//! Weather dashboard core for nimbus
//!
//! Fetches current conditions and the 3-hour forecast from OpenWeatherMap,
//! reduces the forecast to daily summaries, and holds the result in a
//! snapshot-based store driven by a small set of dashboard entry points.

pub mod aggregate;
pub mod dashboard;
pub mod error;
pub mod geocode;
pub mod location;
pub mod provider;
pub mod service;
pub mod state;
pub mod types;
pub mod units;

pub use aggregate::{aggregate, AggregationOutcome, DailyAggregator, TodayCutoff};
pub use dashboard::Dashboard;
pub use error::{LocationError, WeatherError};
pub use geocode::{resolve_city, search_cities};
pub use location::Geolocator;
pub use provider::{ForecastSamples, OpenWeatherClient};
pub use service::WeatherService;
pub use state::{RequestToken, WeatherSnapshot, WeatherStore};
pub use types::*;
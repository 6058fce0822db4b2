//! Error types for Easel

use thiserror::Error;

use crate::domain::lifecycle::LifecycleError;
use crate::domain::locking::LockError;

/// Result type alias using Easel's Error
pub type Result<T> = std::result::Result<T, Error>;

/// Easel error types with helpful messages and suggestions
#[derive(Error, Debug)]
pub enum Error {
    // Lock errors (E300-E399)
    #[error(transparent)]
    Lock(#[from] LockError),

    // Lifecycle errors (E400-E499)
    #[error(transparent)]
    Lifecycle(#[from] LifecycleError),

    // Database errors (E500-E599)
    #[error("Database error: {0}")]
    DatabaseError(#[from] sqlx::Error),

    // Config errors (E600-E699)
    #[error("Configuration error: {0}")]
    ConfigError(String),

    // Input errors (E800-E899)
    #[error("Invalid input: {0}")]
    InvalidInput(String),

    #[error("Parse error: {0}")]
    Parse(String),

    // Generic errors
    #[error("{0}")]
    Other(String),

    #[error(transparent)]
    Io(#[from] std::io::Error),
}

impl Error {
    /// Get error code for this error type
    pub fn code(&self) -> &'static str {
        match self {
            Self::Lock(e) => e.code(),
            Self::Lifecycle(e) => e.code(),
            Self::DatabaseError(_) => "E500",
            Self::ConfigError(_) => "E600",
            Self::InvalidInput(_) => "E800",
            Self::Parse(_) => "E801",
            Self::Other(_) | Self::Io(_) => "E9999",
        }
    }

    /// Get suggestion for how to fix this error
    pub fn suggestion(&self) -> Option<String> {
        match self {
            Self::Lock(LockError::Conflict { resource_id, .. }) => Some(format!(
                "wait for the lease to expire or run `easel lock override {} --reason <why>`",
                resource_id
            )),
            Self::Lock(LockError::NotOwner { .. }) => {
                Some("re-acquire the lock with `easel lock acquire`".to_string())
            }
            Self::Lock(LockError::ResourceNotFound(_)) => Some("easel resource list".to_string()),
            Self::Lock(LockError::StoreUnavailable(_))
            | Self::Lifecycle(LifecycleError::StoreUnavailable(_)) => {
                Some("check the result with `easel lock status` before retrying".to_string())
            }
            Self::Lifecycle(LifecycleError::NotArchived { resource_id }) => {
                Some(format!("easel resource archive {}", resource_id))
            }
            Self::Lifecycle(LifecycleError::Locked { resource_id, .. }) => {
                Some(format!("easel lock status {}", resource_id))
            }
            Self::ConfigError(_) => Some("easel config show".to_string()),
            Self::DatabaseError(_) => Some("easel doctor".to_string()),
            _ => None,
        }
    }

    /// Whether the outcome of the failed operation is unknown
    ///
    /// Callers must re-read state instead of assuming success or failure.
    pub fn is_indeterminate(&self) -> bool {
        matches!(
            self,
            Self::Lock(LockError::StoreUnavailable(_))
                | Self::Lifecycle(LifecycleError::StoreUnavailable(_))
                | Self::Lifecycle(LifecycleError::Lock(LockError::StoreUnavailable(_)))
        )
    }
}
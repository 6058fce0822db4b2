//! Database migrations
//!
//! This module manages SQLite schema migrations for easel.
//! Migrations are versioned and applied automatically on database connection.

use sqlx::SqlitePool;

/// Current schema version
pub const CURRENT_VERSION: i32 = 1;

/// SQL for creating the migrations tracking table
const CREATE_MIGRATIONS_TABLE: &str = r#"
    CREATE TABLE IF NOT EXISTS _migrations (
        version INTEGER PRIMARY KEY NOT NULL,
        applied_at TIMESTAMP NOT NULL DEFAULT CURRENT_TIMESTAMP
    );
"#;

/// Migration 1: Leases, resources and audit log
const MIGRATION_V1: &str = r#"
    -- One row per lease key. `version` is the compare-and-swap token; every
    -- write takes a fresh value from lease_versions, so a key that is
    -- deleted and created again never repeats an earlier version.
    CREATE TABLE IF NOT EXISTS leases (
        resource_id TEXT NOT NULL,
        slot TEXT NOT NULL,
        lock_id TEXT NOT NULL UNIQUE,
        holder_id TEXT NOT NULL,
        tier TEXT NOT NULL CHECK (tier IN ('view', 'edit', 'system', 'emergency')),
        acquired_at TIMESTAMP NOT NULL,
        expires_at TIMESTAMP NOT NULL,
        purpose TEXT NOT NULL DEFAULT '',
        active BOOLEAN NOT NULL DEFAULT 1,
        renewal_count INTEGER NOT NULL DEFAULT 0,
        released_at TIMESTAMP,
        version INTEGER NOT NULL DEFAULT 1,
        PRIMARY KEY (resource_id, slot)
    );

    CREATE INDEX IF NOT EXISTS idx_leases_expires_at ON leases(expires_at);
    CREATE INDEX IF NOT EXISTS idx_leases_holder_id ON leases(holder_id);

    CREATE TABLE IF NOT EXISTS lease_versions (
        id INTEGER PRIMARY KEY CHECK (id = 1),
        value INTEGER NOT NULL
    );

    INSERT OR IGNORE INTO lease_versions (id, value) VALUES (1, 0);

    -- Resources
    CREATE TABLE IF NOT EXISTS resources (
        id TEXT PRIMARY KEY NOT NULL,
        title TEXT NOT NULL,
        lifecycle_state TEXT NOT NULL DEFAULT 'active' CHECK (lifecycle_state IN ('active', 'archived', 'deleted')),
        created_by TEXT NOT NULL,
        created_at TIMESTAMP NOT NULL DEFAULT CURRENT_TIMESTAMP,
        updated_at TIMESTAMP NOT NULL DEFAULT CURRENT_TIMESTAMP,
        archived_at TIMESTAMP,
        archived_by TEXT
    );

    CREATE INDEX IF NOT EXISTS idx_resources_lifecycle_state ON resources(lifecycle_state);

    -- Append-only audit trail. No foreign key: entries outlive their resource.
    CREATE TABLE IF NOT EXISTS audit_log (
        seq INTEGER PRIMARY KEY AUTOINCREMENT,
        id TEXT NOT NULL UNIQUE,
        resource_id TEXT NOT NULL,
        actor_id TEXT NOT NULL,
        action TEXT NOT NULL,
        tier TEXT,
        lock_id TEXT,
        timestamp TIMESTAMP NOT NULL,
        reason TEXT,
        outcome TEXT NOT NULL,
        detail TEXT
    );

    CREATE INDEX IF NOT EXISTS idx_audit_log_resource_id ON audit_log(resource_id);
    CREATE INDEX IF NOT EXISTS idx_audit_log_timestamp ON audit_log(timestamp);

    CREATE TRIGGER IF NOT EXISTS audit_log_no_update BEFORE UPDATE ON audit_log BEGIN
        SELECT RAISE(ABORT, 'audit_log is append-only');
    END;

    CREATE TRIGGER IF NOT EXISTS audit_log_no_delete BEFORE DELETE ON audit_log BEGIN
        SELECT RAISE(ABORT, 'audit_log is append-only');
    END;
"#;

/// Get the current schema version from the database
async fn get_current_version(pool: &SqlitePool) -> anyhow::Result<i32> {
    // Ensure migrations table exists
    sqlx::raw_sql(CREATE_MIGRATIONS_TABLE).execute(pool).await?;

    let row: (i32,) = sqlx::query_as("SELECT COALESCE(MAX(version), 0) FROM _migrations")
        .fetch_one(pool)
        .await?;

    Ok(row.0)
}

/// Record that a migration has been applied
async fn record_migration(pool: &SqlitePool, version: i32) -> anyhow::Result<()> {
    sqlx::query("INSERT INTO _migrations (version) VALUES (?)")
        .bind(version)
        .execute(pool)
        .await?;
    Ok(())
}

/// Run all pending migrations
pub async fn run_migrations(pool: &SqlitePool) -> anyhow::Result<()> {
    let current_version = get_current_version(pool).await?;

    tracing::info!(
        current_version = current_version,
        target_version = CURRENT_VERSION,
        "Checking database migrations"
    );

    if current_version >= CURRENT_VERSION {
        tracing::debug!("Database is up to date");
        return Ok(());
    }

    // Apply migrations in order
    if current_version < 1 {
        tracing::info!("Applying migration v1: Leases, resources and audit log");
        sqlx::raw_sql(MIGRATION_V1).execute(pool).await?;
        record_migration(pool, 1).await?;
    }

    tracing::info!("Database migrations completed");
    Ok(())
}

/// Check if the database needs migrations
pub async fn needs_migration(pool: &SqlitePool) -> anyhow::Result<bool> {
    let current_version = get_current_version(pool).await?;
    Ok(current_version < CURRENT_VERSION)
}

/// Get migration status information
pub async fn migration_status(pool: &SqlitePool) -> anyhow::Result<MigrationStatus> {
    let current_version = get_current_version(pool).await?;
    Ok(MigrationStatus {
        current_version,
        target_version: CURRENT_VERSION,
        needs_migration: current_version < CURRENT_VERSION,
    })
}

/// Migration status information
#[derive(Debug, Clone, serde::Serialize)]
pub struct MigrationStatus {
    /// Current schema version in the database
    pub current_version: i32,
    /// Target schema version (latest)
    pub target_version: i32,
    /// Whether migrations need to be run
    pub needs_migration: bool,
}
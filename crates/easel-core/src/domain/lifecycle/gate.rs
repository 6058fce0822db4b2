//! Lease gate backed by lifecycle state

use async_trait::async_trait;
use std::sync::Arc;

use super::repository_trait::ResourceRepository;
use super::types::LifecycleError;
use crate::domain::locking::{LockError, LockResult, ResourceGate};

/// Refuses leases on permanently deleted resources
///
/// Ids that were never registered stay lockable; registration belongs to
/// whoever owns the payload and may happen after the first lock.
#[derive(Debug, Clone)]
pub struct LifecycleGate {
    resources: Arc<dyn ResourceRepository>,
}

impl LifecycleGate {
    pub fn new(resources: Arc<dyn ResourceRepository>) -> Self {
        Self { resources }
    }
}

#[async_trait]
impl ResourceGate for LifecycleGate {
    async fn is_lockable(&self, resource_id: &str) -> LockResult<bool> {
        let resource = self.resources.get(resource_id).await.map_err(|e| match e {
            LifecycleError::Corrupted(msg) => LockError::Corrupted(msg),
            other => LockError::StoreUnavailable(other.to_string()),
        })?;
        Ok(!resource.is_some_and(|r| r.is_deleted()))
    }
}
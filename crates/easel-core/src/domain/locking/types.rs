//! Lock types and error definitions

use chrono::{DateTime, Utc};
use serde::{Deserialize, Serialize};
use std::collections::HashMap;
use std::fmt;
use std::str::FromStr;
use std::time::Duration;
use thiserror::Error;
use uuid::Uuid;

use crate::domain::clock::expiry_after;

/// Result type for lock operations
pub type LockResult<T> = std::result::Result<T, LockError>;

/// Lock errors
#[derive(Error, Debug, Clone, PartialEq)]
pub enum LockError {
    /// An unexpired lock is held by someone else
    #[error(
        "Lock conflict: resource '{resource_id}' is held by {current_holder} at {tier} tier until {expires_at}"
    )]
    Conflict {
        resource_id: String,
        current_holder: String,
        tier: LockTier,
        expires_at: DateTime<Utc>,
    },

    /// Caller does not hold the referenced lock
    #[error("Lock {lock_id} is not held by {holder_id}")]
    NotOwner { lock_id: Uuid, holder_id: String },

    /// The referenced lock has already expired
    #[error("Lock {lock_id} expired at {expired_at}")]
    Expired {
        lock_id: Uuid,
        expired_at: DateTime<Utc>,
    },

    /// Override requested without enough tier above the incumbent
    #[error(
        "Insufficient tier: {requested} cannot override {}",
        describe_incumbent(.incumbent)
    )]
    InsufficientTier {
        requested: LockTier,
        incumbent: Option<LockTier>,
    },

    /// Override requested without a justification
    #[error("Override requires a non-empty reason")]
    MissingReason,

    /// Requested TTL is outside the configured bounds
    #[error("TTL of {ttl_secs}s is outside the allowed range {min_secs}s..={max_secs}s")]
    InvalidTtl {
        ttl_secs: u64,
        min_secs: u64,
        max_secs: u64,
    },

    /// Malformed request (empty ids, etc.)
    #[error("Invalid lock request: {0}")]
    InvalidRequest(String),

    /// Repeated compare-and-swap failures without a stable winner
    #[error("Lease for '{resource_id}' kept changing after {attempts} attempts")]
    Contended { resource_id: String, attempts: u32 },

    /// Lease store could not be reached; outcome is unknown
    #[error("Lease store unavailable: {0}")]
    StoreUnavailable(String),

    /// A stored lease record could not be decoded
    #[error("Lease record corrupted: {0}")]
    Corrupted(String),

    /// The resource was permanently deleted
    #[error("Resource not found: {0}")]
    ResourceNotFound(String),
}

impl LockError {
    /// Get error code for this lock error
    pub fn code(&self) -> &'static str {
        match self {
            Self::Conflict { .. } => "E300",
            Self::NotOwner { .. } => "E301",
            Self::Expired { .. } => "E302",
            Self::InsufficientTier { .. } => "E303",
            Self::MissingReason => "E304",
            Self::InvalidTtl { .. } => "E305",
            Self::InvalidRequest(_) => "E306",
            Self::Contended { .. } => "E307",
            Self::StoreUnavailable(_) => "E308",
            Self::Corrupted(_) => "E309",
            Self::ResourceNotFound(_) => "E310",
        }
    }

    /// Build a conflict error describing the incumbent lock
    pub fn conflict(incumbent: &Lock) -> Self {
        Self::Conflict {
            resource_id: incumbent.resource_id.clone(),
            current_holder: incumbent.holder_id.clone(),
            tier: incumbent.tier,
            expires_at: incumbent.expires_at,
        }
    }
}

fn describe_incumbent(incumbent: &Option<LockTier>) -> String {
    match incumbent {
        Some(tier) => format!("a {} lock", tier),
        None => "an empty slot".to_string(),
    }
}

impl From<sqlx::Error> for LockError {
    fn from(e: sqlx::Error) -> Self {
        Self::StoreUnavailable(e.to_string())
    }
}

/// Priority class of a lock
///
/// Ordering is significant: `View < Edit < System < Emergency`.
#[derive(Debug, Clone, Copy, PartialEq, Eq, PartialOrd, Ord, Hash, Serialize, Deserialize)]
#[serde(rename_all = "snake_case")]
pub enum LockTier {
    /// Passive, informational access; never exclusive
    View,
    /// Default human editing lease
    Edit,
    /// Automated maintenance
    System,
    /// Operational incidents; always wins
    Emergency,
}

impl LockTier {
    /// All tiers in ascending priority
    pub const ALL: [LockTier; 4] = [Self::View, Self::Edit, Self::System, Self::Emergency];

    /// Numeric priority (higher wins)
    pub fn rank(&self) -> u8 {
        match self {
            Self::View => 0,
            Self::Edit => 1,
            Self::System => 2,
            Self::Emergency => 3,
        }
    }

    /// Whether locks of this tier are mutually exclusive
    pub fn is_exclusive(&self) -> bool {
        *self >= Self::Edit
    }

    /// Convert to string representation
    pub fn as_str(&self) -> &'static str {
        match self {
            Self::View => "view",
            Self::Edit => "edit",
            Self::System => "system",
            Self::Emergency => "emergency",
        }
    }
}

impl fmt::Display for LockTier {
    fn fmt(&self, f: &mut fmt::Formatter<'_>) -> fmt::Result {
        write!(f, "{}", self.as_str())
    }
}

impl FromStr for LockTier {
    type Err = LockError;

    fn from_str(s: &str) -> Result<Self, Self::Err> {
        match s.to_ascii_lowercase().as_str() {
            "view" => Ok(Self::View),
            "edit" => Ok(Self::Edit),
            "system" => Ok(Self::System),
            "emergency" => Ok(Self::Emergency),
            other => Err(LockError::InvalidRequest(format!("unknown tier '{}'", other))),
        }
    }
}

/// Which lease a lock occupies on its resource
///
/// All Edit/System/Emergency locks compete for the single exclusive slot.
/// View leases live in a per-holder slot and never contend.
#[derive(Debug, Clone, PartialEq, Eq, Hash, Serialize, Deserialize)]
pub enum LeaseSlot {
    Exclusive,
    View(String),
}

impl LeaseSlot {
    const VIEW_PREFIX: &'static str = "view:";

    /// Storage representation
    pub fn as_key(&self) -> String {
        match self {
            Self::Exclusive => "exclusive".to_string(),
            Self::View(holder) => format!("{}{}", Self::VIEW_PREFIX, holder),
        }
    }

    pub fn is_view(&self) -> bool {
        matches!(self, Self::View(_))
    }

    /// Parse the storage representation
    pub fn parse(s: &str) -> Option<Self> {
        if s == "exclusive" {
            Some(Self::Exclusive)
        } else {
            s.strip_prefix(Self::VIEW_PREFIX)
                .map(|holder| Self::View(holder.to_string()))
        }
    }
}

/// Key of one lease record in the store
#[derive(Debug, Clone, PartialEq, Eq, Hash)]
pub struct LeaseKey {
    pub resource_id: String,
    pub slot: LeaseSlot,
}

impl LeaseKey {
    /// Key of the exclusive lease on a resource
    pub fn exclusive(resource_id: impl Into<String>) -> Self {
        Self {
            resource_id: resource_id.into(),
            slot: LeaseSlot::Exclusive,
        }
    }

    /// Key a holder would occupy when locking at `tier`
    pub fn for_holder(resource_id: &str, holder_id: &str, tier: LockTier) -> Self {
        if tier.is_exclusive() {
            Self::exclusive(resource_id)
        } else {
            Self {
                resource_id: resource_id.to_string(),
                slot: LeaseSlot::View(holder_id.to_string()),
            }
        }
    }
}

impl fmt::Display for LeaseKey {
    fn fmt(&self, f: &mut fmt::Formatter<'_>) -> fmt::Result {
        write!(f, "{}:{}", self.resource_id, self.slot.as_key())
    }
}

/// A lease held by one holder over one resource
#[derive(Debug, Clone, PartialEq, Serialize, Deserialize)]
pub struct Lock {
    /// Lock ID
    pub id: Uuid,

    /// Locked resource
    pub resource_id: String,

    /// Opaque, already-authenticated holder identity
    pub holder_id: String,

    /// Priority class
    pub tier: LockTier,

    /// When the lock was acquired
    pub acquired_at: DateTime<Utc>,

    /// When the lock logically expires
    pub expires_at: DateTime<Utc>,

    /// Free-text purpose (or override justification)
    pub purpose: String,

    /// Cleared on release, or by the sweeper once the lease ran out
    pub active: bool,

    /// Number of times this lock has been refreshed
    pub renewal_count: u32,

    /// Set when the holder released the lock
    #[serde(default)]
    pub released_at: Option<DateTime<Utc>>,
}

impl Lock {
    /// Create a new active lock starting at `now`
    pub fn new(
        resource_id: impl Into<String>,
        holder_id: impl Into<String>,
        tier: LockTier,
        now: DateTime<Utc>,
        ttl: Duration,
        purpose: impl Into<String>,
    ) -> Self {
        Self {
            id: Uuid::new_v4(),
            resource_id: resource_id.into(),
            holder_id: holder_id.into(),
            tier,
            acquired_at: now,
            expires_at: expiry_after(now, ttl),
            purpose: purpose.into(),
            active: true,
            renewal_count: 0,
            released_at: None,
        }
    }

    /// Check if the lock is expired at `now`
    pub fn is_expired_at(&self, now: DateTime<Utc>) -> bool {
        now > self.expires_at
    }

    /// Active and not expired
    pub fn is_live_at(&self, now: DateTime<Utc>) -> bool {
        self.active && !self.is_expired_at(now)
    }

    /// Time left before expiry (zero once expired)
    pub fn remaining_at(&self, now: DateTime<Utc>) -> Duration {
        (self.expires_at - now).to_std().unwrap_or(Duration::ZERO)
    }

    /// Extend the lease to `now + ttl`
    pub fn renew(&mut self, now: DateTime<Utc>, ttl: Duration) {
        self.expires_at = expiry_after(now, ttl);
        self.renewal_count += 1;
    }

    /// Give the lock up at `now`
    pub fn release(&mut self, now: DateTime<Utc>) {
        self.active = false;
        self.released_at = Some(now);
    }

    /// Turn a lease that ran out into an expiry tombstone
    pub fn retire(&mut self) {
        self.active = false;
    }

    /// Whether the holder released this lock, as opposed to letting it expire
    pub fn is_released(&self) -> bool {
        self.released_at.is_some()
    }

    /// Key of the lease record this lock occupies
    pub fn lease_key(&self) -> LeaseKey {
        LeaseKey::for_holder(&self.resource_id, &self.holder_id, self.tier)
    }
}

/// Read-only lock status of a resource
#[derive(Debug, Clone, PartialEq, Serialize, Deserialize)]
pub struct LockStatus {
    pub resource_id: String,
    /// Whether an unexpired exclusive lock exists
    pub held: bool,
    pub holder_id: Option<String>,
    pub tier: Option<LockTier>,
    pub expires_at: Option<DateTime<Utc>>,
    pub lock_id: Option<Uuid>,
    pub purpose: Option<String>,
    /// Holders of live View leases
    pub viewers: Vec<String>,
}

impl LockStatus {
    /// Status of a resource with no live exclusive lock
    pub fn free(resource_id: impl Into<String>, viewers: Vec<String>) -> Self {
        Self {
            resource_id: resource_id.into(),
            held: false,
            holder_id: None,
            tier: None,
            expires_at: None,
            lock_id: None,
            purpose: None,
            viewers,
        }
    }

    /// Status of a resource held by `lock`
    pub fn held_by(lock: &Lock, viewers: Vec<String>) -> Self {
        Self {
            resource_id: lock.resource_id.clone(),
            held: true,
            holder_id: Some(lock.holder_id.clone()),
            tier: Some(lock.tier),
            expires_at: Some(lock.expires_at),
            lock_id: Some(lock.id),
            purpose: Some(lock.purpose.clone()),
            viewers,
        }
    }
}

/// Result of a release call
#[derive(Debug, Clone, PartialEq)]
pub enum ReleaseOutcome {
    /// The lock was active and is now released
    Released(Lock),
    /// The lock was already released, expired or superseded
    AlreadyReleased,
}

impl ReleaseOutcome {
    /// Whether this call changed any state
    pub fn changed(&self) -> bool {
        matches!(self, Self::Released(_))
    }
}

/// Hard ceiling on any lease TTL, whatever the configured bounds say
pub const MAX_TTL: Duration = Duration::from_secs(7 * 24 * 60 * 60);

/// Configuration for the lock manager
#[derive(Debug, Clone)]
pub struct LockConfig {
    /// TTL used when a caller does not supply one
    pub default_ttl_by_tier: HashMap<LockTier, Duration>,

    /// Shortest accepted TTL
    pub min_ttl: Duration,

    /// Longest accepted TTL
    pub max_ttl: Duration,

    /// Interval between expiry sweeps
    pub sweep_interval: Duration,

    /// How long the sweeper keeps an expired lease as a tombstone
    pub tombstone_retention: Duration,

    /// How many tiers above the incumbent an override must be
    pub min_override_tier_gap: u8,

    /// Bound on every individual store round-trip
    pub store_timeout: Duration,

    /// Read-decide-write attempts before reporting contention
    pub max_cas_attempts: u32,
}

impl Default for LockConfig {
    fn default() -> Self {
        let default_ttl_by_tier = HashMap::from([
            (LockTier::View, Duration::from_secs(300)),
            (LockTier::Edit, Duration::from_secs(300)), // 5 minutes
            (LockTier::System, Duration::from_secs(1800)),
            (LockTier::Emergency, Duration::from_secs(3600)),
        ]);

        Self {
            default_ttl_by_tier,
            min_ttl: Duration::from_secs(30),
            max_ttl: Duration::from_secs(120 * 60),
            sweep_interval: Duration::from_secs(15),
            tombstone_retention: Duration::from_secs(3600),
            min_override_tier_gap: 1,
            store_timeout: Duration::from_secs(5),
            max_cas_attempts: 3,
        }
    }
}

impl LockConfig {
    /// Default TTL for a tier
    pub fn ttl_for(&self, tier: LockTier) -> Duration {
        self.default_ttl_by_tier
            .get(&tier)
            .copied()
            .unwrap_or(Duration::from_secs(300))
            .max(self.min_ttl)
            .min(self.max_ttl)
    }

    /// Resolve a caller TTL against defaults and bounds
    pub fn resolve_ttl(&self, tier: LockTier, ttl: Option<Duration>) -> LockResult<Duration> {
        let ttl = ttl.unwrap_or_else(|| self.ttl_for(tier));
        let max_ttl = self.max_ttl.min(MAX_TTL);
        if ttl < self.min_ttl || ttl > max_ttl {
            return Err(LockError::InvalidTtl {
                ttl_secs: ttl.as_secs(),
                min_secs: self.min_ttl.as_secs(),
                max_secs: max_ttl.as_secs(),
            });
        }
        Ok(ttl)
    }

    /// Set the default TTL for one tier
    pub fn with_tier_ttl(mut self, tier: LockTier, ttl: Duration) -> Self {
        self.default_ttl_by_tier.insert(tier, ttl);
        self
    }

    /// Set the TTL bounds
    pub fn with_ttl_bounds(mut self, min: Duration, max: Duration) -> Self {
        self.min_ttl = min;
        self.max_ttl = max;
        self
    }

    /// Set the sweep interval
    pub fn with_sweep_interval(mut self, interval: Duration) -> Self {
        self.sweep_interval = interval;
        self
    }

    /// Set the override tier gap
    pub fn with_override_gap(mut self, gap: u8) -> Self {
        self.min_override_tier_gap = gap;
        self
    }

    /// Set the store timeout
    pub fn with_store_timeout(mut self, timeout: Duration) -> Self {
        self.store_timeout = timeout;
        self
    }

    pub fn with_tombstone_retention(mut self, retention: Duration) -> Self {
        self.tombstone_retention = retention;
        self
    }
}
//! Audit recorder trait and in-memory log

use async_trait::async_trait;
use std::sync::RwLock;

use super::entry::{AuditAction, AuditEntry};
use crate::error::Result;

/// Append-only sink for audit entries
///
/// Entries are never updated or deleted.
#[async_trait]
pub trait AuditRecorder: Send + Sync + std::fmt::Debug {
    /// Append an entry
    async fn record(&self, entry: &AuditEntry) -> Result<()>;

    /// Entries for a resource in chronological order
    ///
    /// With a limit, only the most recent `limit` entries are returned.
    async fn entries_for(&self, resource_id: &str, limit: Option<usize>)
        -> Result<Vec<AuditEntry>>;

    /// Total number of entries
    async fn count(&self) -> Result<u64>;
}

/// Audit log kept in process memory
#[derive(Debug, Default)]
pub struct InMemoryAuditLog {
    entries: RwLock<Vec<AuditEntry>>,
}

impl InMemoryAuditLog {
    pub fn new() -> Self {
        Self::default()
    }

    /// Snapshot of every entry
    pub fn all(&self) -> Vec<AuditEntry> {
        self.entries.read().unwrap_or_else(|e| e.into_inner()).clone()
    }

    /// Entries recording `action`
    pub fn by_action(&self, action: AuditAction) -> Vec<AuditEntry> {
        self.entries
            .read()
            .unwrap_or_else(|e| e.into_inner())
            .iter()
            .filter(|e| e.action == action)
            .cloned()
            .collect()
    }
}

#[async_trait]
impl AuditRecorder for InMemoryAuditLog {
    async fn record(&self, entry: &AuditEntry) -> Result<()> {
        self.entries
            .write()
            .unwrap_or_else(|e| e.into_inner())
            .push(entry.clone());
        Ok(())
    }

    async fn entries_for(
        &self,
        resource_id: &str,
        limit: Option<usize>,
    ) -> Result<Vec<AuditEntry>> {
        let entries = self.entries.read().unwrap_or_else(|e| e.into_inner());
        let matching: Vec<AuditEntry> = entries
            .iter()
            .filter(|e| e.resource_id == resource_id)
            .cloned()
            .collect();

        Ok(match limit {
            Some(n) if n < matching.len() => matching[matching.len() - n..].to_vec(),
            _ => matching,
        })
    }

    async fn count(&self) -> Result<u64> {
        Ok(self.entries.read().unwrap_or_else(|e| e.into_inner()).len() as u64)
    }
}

# Assignment
Your task is to show every line of the listing above containing "Uuid".

# Written reply
use uuid::Uuid;
    NotOwner { lock_id: Uuid, holder_id: String },
        lock_id: Uuid,
    pub id: Uuid,
            id: Uuid::new_v4(),
    pub lock_id: Option<Uuid>,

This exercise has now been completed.